The latest example is a multi-year, multi-million dollar content, sales and marketing alliance between Terra Lycos and FOXSports.com.

Specific financial terms were not disclosed. Reuters news agency, citing an unnamed source, estimated the value of the deal at $300 million.

"Our more than 109 million monthly users will have direct access to deeper and richer sports content, and it gives our advertisers a great opportunity to market to a larger, highly targeted audience," said Stephen Killeen, president of Walthm, Mass.-based Terra Lycos U.S.

Under terms of the deal, FOXSports.com becomes the default sports site in the Lycos Network, with a link from the Lycos.com homepage.
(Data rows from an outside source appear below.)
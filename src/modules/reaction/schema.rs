use serde::{Deserialize, Serialize};

use super::model::{Reaction, ReactionsSummary};

#[derive(Debug, Deserialize)]
pub struct ReactRequest {
    pub kind: String,
    pub blog_id: Option<i64>,
    pub comment_id: Option<i64>,
}

#[derive(Debug, Serialize)]
pub struct ReactionResponse {
    pub reaction: Reaction,
    /// `false` when an earlier reaction was overwritten
    pub created: bool,
}

#[derive(Debug, Serialize)]
pub struct SummaryResponse {
    pub target_id: i64,
    pub total: i64,
    pub reactions: ReactionsSummary,
}
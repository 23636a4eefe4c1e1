pub mod controller;
pub mod crud;
pub mod model;
pub mod routes;
pub mod schema;

pub use routes::auth_routes;
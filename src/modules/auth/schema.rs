use chrono::{DateTime, Utc};
use serde::{Deserialize, Serialize};
use validator::Validate;

use super::model::User;

// =============================================================================
// REQUEST DTOs
// =============================================================================

#[derive(Debug, Deserialize, Validate)]
pub struct RegisterRequest {
    #[validate(length(min = 1, max = 64, message = "username is required"))]
    pub username: String,
    #[validate(email(message = "Invalid email format"))]
    pub email: String,
    pub password: String,
    #[validate(length(min = 1, max = 128, message = "name is required"))]
    pub name: String,
    #[validate(range(min = 0, max = 150, message = "age must be between 0 and 150"))]
    pub age: i64,
    #[validate(length(min = 1, max = 64, message = "nationality is required"))]
    pub nationality: String,
}

impl RegisterRequest {
    /// Copy with surrounding whitespace removed from every text field except the password.
    pub fn trimmed(self) -> Self {
        Self {
            username: self.username.trim().to_string(),
            email: self.email.trim().to_lowercase(),
            password: self.password,
            name: self.name.trim().to_string(),
            age: self.age,
            nationality: self.nationality.trim().to_string(),
        }
    }
}

#[derive(Debug, Deserialize)]
pub struct LoginRequest {
    pub username: String,
    pub password: String,
}

// =============================================================================
// RESPONSE DTOs
// =============================================================================

#[derive(Debug, Serialize)]
pub struct RegisterResponse {
    pub id: i64,
    pub username: String,
    pub nationality: String,
}

#[derive(Debug, Serialize)]
pub struct LoginResponse {
    pub access_token: String,
    pub token_type: &'static str,
    pub expires_in: i64,
}

#[derive(Debug, Serialize)]
pub struct UserResponse {
    pub id: i64,
    pub username: String,
    pub email: String,
    pub name: String,
    pub age: i64,
    pub nationality: String,
    pub created_at: DateTime<Utc>,
}

impl From<User> for UserResponse {
    fn from(user: User) -> Self {
        Self {
            id: user.id,
            username: user.username,
            email: user.email,
            name: user.name,
            age: user.age,
            nationality: user.nationality,
            created_at: user.created_at,
        }
    }
}
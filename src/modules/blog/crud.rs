use chrono::Utc;

use super::model::BlogView;
use super::schema::Sorting;
use crate::config::DbPool;
use crate::error::AppResult;
use crate::modules::common::{like_pattern, PageQuery, Paginated};
use crate::modules::reaction::ReactionsSummary;

fn select_blogs() -> String {
    format!(
        "SELECT b.*, u.name AS author, {} FROM blogs b JOIN users u ON u.id = b.user_id",
        ReactionsSummary::columns("blog_id", "b")
    )
}

pub struct BlogCrud {
    pool: DbPool,
}

impl BlogCrud {
    pub fn new(pool: DbPool) -> Self {
        Self { pool }
    }

    pub async fn create(&self, user_id: i64, title: &str, content: &str) -> AppResult<BlogView> {
        let now = Utc::now();
        let result = sqlx::query(
            r#"
            INSERT INTO blogs (user_id, title, content, created_at, updated_at)
            VALUES (?, ?, ?, ?, ?)
            "#,
        )
        .bind(user_id)
        .bind(title)
        .bind(content)
        .bind(now)
        .bind(now)
        .execute(&self.pool)
        .await?;

        let id = result.last_insert_rowid();
        let blog = sqlx::query_as::<_, BlogView>(&format!("{} WHERE b.id = ?", select_blogs()))
            .bind(id)
            .fetch_one(&self.pool)
            .await?;
        Ok(blog)
    }

    /// Any authenticated reader may fetch any blog.
    pub async fn find(&self, id: i64) -> AppResult<Option<BlogView>> {
        let blog = sqlx::query_as::<_, BlogView>(&format!("{} WHERE b.id = ?", select_blogs()))
            .bind(id)
            .fetch_optional(&self.pool)
            .await?;
        Ok(blog)
    }

    pub async fn list(&self, page: PageQuery, sorting: Sorting) -> AppResult<Paginated<BlogView>> {
        let order = match sorting {
            Sorting::Recent => "b.created_at DESC, b.id DESC",
            Sorting::Popular => {
                "(b.reacts_count + b.comments_count + b.share_count) DESC, b.created_at DESC, b.id DESC"
            }
        };

        let blogs = sqlx::query_as::<_, BlogView>(&format!(
            "{} ORDER BY {} LIMIT ? OFFSET ?",
            select_blogs(),
            order
        ))
        .bind(page.limit)
        .bind(page.offset())
        .fetch_all(&self.pool)
        .await?;

        let (total,): (i64,) = sqlx::query_as("SELECT COUNT(*) FROM blogs")
            .fetch_one(&self.pool)
            .await?;

        Ok(Paginated::new(blogs, page, total))
    }

    /// Title and author-name filters; an absent filter matches everything.
    pub async fn search(
        &self,
        title: Option<&str>,
        author: Option<&str>,
        page: PageQuery,
    ) -> AppResult<Paginated<BlogView>> {
        let title = title.map(like_pattern);
        let author = author.map(like_pattern);
        let filter = r#"
            WHERE (? IS NULL OR LOWER(b.title) LIKE ? ESCAPE '\')
              AND (? IS NULL OR LOWER(u.name) LIKE ? ESCAPE '\')
        "#;

        let blogs = sqlx::query_as::<_, BlogView>(&format!(
            "{} {} ORDER BY b.created_at DESC, b.id DESC LIMIT ? OFFSET ?",
            select_blogs(),
            filter
        ))
        .bind(&title)
        .bind(&title)
        .bind(&author)
        .bind(&author)
        .bind(page.limit)
        .bind(page.offset())
        .fetch_all(&self.pool)
        .await?;

        let (total,): (i64,) = sqlx::query_as(&format!(
            "SELECT COUNT(*) FROM blogs b JOIN users u ON u.id = b.user_id {}",
            filter
        ))
        .bind(&title)
        .bind(&title)
        .bind(&author)
        .bind(&author)
        .fetch_one(&self.pool)
        .await?;

        Ok(Paginated::new(blogs, page, total))
    }

    pub async fn list_by_owner(&self, user_id: i64, page: PageQuery) -> AppResult<Paginated<BlogView>> {
        let blogs = sqlx::query_as::<_, BlogView>(&format!(
            "{} WHERE b.user_id = ? ORDER BY b.created_at DESC, b.id DESC LIMIT ? OFFSET ?",
            select_blogs()
        ))
        .bind(user_id)
        .bind(page.limit)
        .bind(page.offset())
        .fetch_all(&self.pool)
        .await?;

        let (total,): (i64,) = sqlx::query_as("SELECT COUNT(*) FROM blogs WHERE user_id = ?")
            .bind(user_id)
            .fetch_one(&self.pool)
            .await?;

        Ok(Paginated::new(blogs, page, total))
    }

    /// Owner-scoped partial update; `None` when the caller owns no such blog.
    pub async fn update(
        &self,
        user_id: i64,
        id: i64,
        title: Option<&str>,
        content: Option<&str>,
    ) -> AppResult<Option<BlogView>> {
        let result = sqlx::query(
            r#"
            UPDATE blogs
            SET title = COALESCE(?, title), content = COALESCE(?, content), updated_at = ?
            WHERE id = ? AND user_id = ?
            "#,
        )
        .bind(title)
        .bind(content)
        .bind(Utc::now())
        .bind(id)
        .bind(user_id)
        .execute(&self.pool)
        .await?;

        if result.rows_affected() == 0 {
            return Ok(None);
        }
        self.find(id).await
    }

    /// Comments, reactions and shares go with the blog.
    pub async fn delete(&self, user_id: i64, id: i64) -> AppResult<bool> {
        let result = sqlx::query("DELETE FROM blogs WHERE id = ? AND user_id = ?")
            .bind(id)
            .bind(user_id)
            .execute(&self.pool)
            .await?;
        Ok(result.rows_affected() > 0)
    }

    pub async fn delete_all(&self, user_id: i64) -> AppResult<u64> {
        let result = sqlx::query("DELETE FROM blogs WHERE user_id = ?")
            .bind(user_id)
            .execute(&self.pool)
            .await?;
        Ok(result.rows_affected())
    }
}
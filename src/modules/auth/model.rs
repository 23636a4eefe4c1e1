use chrono::{DateTime, Utc};
use serde::{Deserialize, Serialize};
use sqlx::FromRow;

use crate::services::jwt::Role;

// =============================================================================
// USER
// =============================================================================

#[derive(Debug, Clone, FromRow, Serialize, Deserialize)]
pub struct User {
    pub id: i64,
    pub username: String,
    pub email: String,
    pub password_hash: String,
    pub name: String,
    pub age: i64,
    pub nationality: String,
    pub created_at: DateTime<Utc>,
}

impl User {
    /// Claims carried by this user's access and refresh tokens.
    pub fn role(&self) -> Role {
        Role::User {
            user_id: self.id,
            name: self.name.clone(),
            nationality: self.nationality.clone(),
        }
    }
}

// Insert payload; `id` and `created_at` are assigned on write
#[derive(Debug, Clone)]
pub struct NewUser {
    pub username: String,
    pub email: String,
    pub password_hash: String,
    pub name: String,
    pub age: i64,
    pub nationality: String,
}
use axum::{
    extract::{Path, Query, State},
    http::StatusCode,
    Json,
};
use std::sync::Arc;
use validator::Validate;

use super::crud::CommentCrud;
use super::model::CommentView;
use super::schema::{
    CommentFilter, CommentSearch, CreateCommentRequest, DiscoverQuery, Sorting, UpdateCommentRequest,
};
use crate::error::AppResult;
use crate::modules::common::{ApiResponse, PageQuery, Paginated};
use crate::services::guard::AuthUser;
use crate::AppState;

const NOT_FOUND: &str = "comment not found";

// =============================================================================
// POST /comments
// =============================================================================

pub async fn create_comment(
    State(state): State<Arc<AppState>>,
    user: AuthUser,
    Json(req): Json<CreateCommentRequest>,
) -> AppResult<(StatusCode, Json<ApiResponse<CommentView>>)> {
    req.validate()?;

    match CommentCrud::new(state.db.clone())
        .create(user.user_id, req.blog_id, req.content.trim())
        .await?
    {
        Some(comment) => Ok((
            StatusCode::CREATED,
            Json(ApiResponse::success("comment created", comment)),
        )),
        None => Ok((StatusCode::OK, Json(ApiResponse::failure("blog not found")))),
    }
}

// =============================================================================
// GET /comments
// =============================================================================

pub async fn list_comments(
    State(state): State<Arc<AppState>>,
    _user: AuthUser,
    Query(page): Query<PageQuery>,
    Query(filter): Query<CommentFilter>,
) -> AppResult<Json<ApiResponse<Paginated<CommentView>>>> {
    let comments = CommentCrud::new(state.db.clone())
        .list(filter.blog_id, page.checked()?, Sorting::Recent)
        .await?;
    Ok(Json(ApiResponse::success("comments retrieved", comments)))
}

// =============================================================================
// GET /comments/search
// =============================================================================

pub async fn search_comments(
    State(state): State<Arc<AppState>>,
    _user: AuthUser,
    Query(page): Query<PageQuery>,
    Query(search): Query<CommentSearch>,
) -> AppResult<Json<ApiResponse<Paginated<CommentView>>>> {
    let comments = CommentCrud::new(state.db.clone())
        .search_by_username(&search.username, page.checked()?)
        .await?;
    Ok(Json(ApiResponse::success("comments retrieved", comments)))
}

// =============================================================================
// GET /comments/discover
// =============================================================================

pub async fn discover_comments(
    State(state): State<Arc<AppState>>,
    _user: AuthUser,
    Query(page): Query<PageQuery>,
    Query(discover): Query<DiscoverQuery>,
) -> AppResult<Json<ApiResponse<Paginated<CommentView>>>> {
    let comments = CommentCrud::new(state.db.clone())
        .list(None, page.checked()?, discover.sorting)
        .await?;
    Ok(Json(ApiResponse::success("comments retrieved", comments)))
}

// =============================================================================
// GET /comments/{id}
// =============================================================================

pub async fn get_comment(
    State(state): State<Arc<AppState>>,
    _user: AuthUser,
    Path(id): Path<i64>,
) -> AppResult<Json<ApiResponse<CommentView>>> {
    let response = match CommentCrud::new(state.db.clone()).find(id).await? {
        Some(comment) => ApiResponse::success("comment retrieved", comment),
        None => ApiResponse::failure(NOT_FOUND),
    };
    Ok(Json(response))
}

// =============================================================================
// PATCH /comments/{id}
// =============================================================================

pub async fn update_comment(
    State(state): State<Arc<AppState>>,
    user: AuthUser,
    Path(id): Path<i64>,
    Json(req): Json<UpdateCommentRequest>,
) -> AppResult<Json<ApiResponse<CommentView>>> {
    req.validate()?;

    let response = match CommentCrud::new(state.db.clone())
        .update(user.user_id, id, req.content.as_deref().map(str::trim))
        .await?
    {
        Some(comment) => ApiResponse::success("comment updated", comment),
        None => ApiResponse::failure(NOT_FOUND),
    };
    Ok(Json(response))
}

// =============================================================================
// DELETE /comments/{id}
// =============================================================================

pub async fn delete_comment(
    State(state): State<Arc<AppState>>,
    user: AuthUser,
    Path(id): Path<i64>,
) -> AppResult<Json<ApiResponse<()>>> {
    let response = if CommentCrud::new(state.db.clone()).delete(user.user_id, id).await? {
        ApiResponse::done("comment deleted")
    } else {
        ApiResponse::failure(NOT_FOUND)
    };
    Ok(Json(response))
}

// =============================================================================
// DELETE /comments
// =============================================================================

pub async fn delete_all_comments(
    State(state): State<Arc<AppState>>,
    user: AuthUser,
) -> AppResult<Json<ApiResponse<u64>>> {
    let deleted = CommentCrud::new(state.db.clone()).delete_all(user.user_id).await?;
    Ok(Json(ApiResponse::success("comments deleted", deleted)))
}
The companies will also develop and sell sponsorship packages, subscription services (something Terra Lycos has introduced recently), direct marketing programs and special event promotions.

Exclusive content will come from ex-NFL coach and current Fox commentator John Madden, in-your-face talk show host Jim Rome and NASCAR legend Darrell Waltrip, among others.

Users should also expect Fox Sports television network's shows -- including the Super Bowl and World Series, as well as NBA, college basketball, NASCAR and NHL telecasts -- highlighted regularly online. Both are owned by media conglomerate News Corp.

"Now we will have the most fully integrated sports broadcast property across national, regional and Internet media, and the combination of FOXSports.com and Terra Lycos provides an integrated marketing tool for advertisers across multiple media channels," said Ross Levinsohn, an executive with New York-based FOXSports.com.